*** Opening Records supplied ***
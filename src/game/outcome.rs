//! Results of a card selection.

use serde::{Deserialize, Serialize};

/// Permission to clear a resolved selection.
///
/// Issued when a second card is selected. The presentation holds it for
/// the reveal delay, then hands it back to `GameController::clear_selection`.
/// A ticket only works for the generation it was issued in: restarting or
/// clearing invalidates it.
#[derive(Clone, Copy, Debug, PartialEq, Eq, Hash, Serialize, Deserialize)]
pub struct ClearTicket {
    pub(crate) generation: u64,
}

impl ClearTicket {
    /// Generation this ticket belongs to.
    #[must_use]
    pub fn generation(self) -> u64 {
        self.generation
    }
}

/// Why a selection was ignored.
#[derive(Clone, Copy, Debug, PartialEq, Eq, Hash, Serialize, Deserialize)]
pub enum IgnoreReason {
    /// No round is in progress.
    NotPlaying,
    /// Index is past the end of the deck.
    OutOfRange,
    /// The card's pair was already found.
    AlreadyMatched,
    /// The card is already face-up.
    AlreadySelected,
    /// Two cards are up and waiting to be cleared.
    SelectionFull,
}

/// What happened when a card was selected.
#[derive(Clone, Copy, Debug, PartialEq, Eq, Serialize, Deserialize)]
pub enum SelectOutcome {
    /// Nothing changed.
    Ignored(IgnoreReason),
    /// First card of a pair turned face-up.
    Revealed,
    /// Second card matched the first. Both are now matched.
    Matched {
        ticket: ClearTicket,
        /// This pair was the last one.
        game_over: bool,
    },
    /// Second card did not match; the mismatch count went up.
    Mismatched { ticket: ClearTicket },
}

impl SelectOutcome {
    /// Clear ticket, if a pair was resolved.
    #[must_use]
    pub fn ticket(&self) -> Option<ClearTicket> {
        match self {
            SelectOutcome::Matched { ticket, .. } | SelectOutcome::Mismatched { ticket } => {
                Some(*ticket)
            }
            SelectOutcome::Ignored(_) | SelectOutcome::Revealed => None,
        }
    }

    /// Check if the selection was a no-op.
    #[must_use]
    pub fn is_ignored(&self) -> bool {
        matches!(self, SelectOutcome::Ignored(_))
    }
}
*** Closing Records supplied ***
Please copy, word for word, every line from the first line of the records through the line containing "pub fn generation(self)", with both of those lines included and nothing else.

filename src/game/outcome.rs
//! Results of a card selection.

use serde::{Deserialize, Serialize};

/// Permission to clear a resolved selection.
///
/// Issued when a second card is selected. The presentation holds it for
/// the reveal delay, then hands it back to `GameController::clear_selection`.
/// A ticket only works for the generation it was issued in: restarting or
/// clearing invalidates it.
#[derive(Clone, Copy, Debug, PartialEq, Eq, Hash, Serialize, Deserialize)]
pub struct ClearTicket {
    pub(crate) generation: u64,
}

impl ClearTicket {
    /// Generation this ticket belongs to.
    #[must_use]
    pub fn generation(self) -> u64 {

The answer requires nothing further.